Google has claimed to have received "substantial comments" from the web community after your first FLoC test, and now it will take a little longer that the mechanism be implemented on a large scale. Google says this "will allow enough time for public debate on appropriate solutions, continued engagement with regulators, and for publishers and the advertising industry to migrate their services." While FLoC is Google's main argument for a user tracking ad cookie override, it is not their only option. The company said that "Chrome and others have made more than 30 submissions, and four of those submissions are available on Origin Trials."

Google has updated its monthly privacy program of the sandbox to show that the company postponed FLoC testing from Q2021 2022 (announced in July) until Q2022 XNUMX. Testing the FLEDGE API, Chrome's new proposal to help advertisers redirect advertising without third-party cookies on the web are also being delayed and will not take place until the first quarter of XNUMX.
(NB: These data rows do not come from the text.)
//! Logger doubles.

use foundation_ports::{LogEvent, LogFields, LogLevel, LoggerPort};
use std::sync::{Arc, Mutex, PoisonError};

/// A no-op logger implementation.
#[derive(Debug, Default)]
pub struct NoopLogger;

impl LoggerPort for NoopLogger {
    fn log(&self, _event: LogEvent) {}

    fn child(&self, _fields: LogFields) -> Box<dyn LoggerPort> {
        Box::new(Self)
    }
}

/// Logger that records every event in memory.
///
/// Clones and children share the same event store; children merge their base
/// fields into each event (event fields win).
#[derive(Debug, Clone, Default)]
pub struct MemoryLogger {
    events: Arc<Mutex<Vec<LogEvent>>>,
    base_fields: LogFields,
}

impl MemoryLogger {
    /// Create an empty recorder.
    #[must_use]
    pub fn new() -> Self {
        Self::default()
    }

    /// Snapshot of every recorded event.
    pub fn events(&self) -> Vec<LogEvent> {
        self.events
            .lock()
            .unwrap_or_else(PoisonError::into_inner)
            .clone()
    }

    /// Recorded events with the given event name.
    pub fn events_named(&self, name: &str) -> Vec<LogEvent> {
        self.events()
            .into_iter()
            .filter(|event| event.event.as_ref() == name)
            .collect()
    }

    /// Recorded events at exactly `level`.
    pub fn events_at(&self, level: LogLevel) -> Vec<LogEvent> {
        self.events()
            .into_iter()
            .filter(|event| event.level == level)
            .collect()
    }

    /// Drain recorded events.
    pub fn take(&self) -> Vec<LogEvent> {
        std::mem::take(&mut *self.events.lock().unwrap_or_else(PoisonError::into_inner))
    }
}

impl LoggerPort for MemoryLogger {
    fn log(&self, mut event: LogEvent) {
        if !self.base_fields.is_empty() {
            let mut fields = self.base_fields.clone();
            fields.extend(event.fields.take().unwrap_or_default());
            event.fields = Some(fields);
        }
        self.events
            .lock()
            .unwrap_or_else(PoisonError::into_inner)
            .push(event);
    }

    fn child(&self, fields: LogFields) -> Box<dyn LoggerPort> {
        let mut base_fields = self.base_fields.clone();
        base_fields.extend(fields);
        Box::new(Self {
            events: Arc::clone(&self.events),
            base_fields,
        })
    }
}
Google now plans to roll out FLoC to browsers by the end of 2022 (the green segment in the roadmap below), then the third-party cookie support phase in late 2023, over a period of 3 months.

The "Discussion" period, initially scheduled to end in the third quarter of 2021, during which "technologies and their prototypes are discussed in forums such as GitHub or W3C groups", has been extended until the end of the fourth quarter of 2021. This It also impacts the estimate of when testing is expected to end, which now changes from the end of the second quarter to the end of the third quarter of 2022.

Additionally, testing of APIs in the category of 'measure digital advertising' has also been postponed to Q2022 XNUMX.